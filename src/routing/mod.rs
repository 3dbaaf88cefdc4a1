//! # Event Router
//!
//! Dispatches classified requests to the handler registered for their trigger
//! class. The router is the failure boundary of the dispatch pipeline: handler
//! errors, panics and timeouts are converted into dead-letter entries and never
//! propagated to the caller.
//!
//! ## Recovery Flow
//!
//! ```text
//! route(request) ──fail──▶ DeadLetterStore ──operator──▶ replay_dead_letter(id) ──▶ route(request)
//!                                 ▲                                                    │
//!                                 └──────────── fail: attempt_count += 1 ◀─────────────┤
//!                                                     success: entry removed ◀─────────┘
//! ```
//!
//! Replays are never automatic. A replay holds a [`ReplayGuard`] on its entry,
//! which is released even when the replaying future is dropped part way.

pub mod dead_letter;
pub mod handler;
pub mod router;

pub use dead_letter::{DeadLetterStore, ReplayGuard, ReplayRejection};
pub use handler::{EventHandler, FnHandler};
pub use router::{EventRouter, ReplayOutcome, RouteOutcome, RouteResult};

--

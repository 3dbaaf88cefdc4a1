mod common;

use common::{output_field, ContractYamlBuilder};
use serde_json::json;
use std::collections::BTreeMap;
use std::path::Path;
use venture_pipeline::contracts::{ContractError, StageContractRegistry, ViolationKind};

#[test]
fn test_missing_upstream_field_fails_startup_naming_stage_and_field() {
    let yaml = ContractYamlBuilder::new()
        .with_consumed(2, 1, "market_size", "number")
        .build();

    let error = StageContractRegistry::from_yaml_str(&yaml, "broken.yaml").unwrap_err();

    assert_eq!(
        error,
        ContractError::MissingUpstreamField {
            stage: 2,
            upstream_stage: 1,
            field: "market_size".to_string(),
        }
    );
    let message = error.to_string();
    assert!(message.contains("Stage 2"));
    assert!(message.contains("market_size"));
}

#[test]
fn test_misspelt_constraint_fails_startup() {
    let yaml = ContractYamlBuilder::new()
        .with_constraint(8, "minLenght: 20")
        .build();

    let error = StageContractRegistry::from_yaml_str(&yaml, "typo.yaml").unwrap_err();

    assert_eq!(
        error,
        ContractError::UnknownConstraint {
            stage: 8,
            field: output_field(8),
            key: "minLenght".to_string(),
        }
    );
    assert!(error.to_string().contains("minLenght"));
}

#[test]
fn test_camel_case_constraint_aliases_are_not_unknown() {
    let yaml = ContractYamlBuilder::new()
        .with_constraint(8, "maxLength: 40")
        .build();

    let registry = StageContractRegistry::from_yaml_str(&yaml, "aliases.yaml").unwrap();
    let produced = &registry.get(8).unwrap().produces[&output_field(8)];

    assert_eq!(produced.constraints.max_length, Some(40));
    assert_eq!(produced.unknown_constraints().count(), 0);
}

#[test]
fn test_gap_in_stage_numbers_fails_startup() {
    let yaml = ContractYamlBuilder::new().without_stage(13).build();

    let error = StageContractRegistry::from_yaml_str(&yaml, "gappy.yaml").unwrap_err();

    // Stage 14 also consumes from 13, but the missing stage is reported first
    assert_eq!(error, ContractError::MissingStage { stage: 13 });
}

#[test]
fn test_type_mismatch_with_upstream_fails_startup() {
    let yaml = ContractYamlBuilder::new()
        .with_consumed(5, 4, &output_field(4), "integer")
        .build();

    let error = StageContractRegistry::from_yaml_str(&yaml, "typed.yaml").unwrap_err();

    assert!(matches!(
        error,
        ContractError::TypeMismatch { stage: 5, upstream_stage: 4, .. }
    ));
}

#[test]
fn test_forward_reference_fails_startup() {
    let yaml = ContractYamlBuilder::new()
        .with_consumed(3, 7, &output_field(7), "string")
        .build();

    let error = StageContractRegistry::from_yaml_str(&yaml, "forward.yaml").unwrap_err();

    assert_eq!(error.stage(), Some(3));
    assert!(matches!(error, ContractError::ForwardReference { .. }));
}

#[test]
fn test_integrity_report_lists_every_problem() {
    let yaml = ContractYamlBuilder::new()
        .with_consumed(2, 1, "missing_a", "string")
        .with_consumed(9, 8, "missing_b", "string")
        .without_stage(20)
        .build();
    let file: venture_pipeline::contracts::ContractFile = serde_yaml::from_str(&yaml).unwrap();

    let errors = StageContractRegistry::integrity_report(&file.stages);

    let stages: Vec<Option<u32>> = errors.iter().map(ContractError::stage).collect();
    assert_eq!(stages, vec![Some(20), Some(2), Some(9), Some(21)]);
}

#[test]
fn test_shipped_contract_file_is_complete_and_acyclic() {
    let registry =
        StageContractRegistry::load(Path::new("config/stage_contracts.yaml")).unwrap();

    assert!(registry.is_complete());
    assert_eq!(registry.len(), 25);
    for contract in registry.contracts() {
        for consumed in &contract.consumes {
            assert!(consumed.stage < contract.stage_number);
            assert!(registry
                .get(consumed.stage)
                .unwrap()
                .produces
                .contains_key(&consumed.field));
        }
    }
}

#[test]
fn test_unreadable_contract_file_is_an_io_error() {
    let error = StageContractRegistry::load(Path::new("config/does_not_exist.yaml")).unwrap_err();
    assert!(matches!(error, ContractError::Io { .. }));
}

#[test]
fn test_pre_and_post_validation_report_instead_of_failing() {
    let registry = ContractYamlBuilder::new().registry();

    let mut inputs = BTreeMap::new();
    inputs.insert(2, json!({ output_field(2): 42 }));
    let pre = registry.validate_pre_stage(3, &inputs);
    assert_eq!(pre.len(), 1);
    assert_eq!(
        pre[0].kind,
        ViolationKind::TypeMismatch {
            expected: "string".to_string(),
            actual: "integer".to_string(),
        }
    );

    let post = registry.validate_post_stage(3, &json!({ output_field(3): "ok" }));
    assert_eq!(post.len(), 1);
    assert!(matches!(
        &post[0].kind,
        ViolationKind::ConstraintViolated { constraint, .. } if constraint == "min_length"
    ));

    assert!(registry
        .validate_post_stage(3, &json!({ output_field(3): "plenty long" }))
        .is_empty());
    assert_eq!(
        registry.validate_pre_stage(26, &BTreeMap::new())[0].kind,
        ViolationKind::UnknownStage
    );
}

• **What to do**: For the listing above, state how many lines hold the string "json", giving the number alone.

• **Answer to this task**: 4